Social Architectural Projects
The concept of “social architecture” is not only a public architectural projects within the general urban development plan. Today around the world there is the growing popularity of so-called projects for people, ie socially useful projects in various fields, including architecture and design.
People-Friendly: Social Architectural Projects
Social pool in the Mojave Desert in California
We chose three striking examples of social architecture and design, which does not only benefit the people, but also inspire for the similar good deeds.
Social pool in the desert
Architect Alfredo Barsuglia established an outdoor pool for public use on a small plot of land in a remote part of the Mojave Desert in California. The pool is quite far from the city. The reason is to make visitors apply physical effort for getting there, who would eventually receive a reward for their work as a small piece of paradise among the barren, dry desert.
The intention of the architect says that people will have a little time to reflect on the values and social realities of life on their way to the social pool.
House made of billboards
During recent decades the problem of increasing the number of homeless people is attracting attention. The search for solutions has become a daunting task for many professionals, including architects who develop ambitious projects to solve this social problem.
One of these projects was The Gregory project, devised by experts from the Slovakian studio Designdevelop, which offers the best option to ensure housing for homeless people through the use of billboards, placed along the roads.
Installation and subsequent renting of billboards is quite costly, and this project enhances their functionality, transforming the interior space in residential areas.

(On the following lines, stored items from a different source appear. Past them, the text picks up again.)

//! Log durable de eventos: entradas y trait `EventLog`.

mod store;
mod types;

pub use store::{EventLog, InMemoryEventLog};
pub use types::{EventLogEntry, NewEvent};
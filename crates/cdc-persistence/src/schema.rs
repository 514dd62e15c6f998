//! Esquema Diesel (escrito a mano). Reemplazable con `diesel print-schema`.

diesel::table! {
    cdc_event_log (id) {
        id -> BigInt,
        entity_name -> Text,
        operation -> Text,
        payload -> Jsonb,
        record_id -> Text,
        created_at -> Timestamptz,
    }
}

diesel::table! {
    cdc_execution (id) {
        id -> BigInt,
        batch_id -> Text,
        event_id -> BigInt,
        processed -> Bool,
        created_at -> Timestamptz,
        modified_at -> Timestamptz,
    }
}

diesel::joinable!(cdc_execution -> cdc_event_log (event_id));

diesel::allow_tables_to_appear_in_same_query!(
    cdc_event_log,
    cdc_execution,
);
//! cdc-core: captura de cambios a nivel campo y outbox durable.
//!
//! Flujo: mutación -> `change::normalize` -> `change::diff` -> (¿vacío? fin)
//! -> `payload::build_payload` -> `EventPublisher` (append + notify) -> el
//! evento queda sin reclamar -> `BatchDispatcher::claim` -> consumidor ->
//! `mark_processed`.
//!
//! Los backends en memoria (`InMemoryEventLog`, `InMemoryDispatcher`,
//! `BroadcastNotifier`) tienen paridad de contrato con los de Postgres de
//! `cdc-persistence`.
pub mod capture;
pub mod change;
pub mod constants;
pub mod dispatch;
pub mod errors;
pub mod event;
pub mod notify;
pub mod payload;
pub mod publisher;
pub mod registry;

pub use capture::{change_payload, CaptureOutcome, ChangeCapture};
pub use change::{Diff, NormalizedChange, Operation, RawRecord, TrackedEntityChange};
pub use dispatch::{BatchDispatcher, BatchId, ExecutionQuery, ExecutionRecord, InMemoryDispatcher, StaleBatch};
pub use errors::{BroadcastError, CaptureError, StoreError};
pub use event::{EventLog, EventLogEntry, InMemoryEventLog, NewEvent};
pub use notify::{BroadcastNotifier, NoopNotifier, Notification, Notifier};
pub use payload::{build_payload, ChangePayload, FieldValues};
pub use publisher::EventPublisher;
pub use registry::TrackingRegistry;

In addition, the amount expended by the electricity needed for lighting billboards at night, will be enough to illuminate the interior space of this small home.
Creative restrooms in Japan
Hiroshima authorities held a competition for the best design of public restrooms, which later would become the subject of mass production and traditional element of the city. The winner was the project Hiroshima Park Restrooms, developed by the Japanese Bureau of Future Studios, headed by architect Bunsen Ogawa.
Creative structures resemble origami and have triangular roof, which indicates to the North. With this addition to its main function the urban utilitarian restrooms became original arrows of compass for orientation across Hiroshima.